Stored items:
------------------------
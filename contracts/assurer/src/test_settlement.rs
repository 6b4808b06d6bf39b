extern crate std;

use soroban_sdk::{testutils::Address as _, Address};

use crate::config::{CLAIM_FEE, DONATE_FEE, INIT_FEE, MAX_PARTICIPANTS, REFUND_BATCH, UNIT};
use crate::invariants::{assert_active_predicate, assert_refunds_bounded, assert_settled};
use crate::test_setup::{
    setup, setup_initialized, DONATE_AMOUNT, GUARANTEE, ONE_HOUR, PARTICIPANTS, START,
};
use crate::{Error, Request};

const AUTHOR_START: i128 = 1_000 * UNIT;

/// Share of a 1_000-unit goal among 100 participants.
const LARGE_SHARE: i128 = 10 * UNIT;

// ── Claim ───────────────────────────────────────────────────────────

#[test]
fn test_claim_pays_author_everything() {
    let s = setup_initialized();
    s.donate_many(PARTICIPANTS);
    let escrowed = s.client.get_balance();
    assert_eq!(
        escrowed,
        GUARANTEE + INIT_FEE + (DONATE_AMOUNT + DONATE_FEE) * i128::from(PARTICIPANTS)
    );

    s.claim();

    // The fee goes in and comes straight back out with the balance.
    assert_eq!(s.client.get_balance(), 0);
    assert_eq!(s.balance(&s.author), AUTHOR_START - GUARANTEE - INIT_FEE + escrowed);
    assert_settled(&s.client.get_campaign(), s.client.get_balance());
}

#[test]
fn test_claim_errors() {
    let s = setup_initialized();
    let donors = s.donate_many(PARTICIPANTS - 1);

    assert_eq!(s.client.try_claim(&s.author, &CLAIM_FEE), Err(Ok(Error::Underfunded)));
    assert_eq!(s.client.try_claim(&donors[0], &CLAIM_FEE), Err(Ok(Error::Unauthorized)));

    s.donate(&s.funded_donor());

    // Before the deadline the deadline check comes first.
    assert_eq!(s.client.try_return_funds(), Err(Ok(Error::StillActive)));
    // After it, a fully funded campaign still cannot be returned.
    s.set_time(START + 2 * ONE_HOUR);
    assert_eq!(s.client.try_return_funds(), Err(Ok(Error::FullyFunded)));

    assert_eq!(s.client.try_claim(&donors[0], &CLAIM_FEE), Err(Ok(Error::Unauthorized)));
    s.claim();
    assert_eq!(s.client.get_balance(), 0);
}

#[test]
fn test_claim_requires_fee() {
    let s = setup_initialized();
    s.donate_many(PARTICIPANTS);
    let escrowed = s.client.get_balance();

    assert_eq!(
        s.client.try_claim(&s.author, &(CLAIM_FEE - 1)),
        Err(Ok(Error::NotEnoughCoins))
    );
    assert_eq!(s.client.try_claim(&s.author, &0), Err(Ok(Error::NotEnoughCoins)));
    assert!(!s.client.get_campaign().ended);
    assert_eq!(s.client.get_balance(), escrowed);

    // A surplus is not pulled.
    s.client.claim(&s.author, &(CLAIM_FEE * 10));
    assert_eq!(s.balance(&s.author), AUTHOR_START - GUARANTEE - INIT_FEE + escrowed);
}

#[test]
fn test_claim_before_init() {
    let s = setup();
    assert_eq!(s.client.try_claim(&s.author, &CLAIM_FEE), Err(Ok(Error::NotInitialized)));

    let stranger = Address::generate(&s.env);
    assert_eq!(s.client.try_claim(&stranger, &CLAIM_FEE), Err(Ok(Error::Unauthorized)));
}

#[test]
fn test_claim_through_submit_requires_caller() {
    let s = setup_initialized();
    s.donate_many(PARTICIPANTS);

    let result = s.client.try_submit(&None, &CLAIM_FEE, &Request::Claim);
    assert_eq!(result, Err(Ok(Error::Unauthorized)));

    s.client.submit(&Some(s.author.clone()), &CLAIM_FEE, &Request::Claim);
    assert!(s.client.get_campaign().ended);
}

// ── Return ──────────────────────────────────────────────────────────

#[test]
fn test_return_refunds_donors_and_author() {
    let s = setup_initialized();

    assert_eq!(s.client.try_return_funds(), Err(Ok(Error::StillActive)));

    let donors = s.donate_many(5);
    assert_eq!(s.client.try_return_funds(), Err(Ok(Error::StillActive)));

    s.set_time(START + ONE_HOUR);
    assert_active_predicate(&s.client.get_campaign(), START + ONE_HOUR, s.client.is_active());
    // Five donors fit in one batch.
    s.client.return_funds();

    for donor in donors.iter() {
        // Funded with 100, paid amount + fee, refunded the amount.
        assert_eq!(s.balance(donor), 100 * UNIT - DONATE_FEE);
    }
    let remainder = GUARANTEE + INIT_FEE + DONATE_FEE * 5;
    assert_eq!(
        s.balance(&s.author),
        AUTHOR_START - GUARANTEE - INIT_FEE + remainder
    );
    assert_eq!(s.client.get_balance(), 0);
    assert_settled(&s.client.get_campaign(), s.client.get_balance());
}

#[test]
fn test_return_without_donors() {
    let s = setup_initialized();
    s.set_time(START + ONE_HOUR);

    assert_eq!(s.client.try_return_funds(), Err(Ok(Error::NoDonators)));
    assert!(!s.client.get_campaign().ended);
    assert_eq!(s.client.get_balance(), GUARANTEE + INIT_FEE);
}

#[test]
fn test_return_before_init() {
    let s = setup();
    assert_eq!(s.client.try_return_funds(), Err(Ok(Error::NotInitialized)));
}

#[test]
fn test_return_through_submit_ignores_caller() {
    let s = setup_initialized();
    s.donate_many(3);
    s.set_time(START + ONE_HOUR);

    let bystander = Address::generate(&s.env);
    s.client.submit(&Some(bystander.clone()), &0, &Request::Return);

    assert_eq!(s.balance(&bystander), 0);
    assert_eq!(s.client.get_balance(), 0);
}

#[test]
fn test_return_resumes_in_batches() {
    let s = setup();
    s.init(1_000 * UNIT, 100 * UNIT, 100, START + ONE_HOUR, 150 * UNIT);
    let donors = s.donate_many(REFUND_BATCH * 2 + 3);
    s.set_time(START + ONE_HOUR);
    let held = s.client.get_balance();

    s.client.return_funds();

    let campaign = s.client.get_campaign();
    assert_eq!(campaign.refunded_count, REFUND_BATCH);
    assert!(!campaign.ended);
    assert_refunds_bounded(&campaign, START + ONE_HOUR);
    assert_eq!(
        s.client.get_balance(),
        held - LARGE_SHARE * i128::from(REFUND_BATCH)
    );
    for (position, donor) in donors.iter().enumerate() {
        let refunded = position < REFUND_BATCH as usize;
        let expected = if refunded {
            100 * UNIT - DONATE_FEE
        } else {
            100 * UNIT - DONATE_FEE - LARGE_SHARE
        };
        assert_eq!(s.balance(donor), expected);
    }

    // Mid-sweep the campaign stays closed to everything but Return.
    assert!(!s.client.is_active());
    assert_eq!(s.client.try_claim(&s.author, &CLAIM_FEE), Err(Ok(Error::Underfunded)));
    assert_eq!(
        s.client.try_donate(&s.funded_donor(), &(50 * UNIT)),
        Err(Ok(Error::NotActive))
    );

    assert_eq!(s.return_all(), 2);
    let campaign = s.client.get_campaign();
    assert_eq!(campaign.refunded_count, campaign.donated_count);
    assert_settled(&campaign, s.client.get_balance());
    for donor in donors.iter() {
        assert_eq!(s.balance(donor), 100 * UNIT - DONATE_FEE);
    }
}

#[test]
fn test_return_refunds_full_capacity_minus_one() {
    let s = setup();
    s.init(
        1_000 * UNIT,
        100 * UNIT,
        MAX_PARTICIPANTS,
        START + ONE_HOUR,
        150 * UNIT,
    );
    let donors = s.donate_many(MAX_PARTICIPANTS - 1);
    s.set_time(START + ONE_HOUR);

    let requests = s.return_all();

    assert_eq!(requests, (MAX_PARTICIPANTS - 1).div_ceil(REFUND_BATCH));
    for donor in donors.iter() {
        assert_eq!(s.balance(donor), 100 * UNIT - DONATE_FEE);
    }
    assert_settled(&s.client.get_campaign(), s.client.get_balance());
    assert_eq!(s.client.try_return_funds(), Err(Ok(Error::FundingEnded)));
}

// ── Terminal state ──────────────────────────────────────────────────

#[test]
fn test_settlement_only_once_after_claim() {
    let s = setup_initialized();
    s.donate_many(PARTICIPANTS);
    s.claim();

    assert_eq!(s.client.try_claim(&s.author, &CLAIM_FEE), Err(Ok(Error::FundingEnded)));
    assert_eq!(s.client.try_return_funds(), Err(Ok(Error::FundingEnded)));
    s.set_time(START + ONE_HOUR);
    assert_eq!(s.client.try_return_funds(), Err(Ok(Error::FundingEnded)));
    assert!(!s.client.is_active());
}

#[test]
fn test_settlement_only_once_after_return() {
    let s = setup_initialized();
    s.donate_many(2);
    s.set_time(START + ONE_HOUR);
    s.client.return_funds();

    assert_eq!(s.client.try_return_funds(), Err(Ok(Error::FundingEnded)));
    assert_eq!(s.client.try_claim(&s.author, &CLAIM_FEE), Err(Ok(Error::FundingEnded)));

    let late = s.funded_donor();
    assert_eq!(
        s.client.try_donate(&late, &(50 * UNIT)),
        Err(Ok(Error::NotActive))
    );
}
------------------------
Please give back the records exactly as written, beginning at the first line and including the line that holds "const LARGE_SHARE: i128 = 10 * UNIT;" as the last.

filename contracts/assurer/src/test_settlement.rs
repository 6b4808b06d6bf39b
extern crate std;

use soroban_sdk::{testutils::Address as _, Address};

use crate::config::{CLAIM_FEE, DONATE_FEE, INIT_FEE, MAX_PARTICIPANTS, REFUND_BATCH, UNIT};
use crate::invariants::{assert_active_predicate, assert_refunds_bounded, assert_settled};
use crate::test_setup::{
    setup, setup_initialized, DONATE_AMOUNT, GUARANTEE, ONE_HOUR, PARTICIPANTS, START,
};
use crate::{Error, Request};

const AUTHOR_START: i128 = 1_000 * UNIT;

/// Share of a 1_000-unit goal among 100 participants.
const LARGE_SHARE: i128 = 10 * UNIT;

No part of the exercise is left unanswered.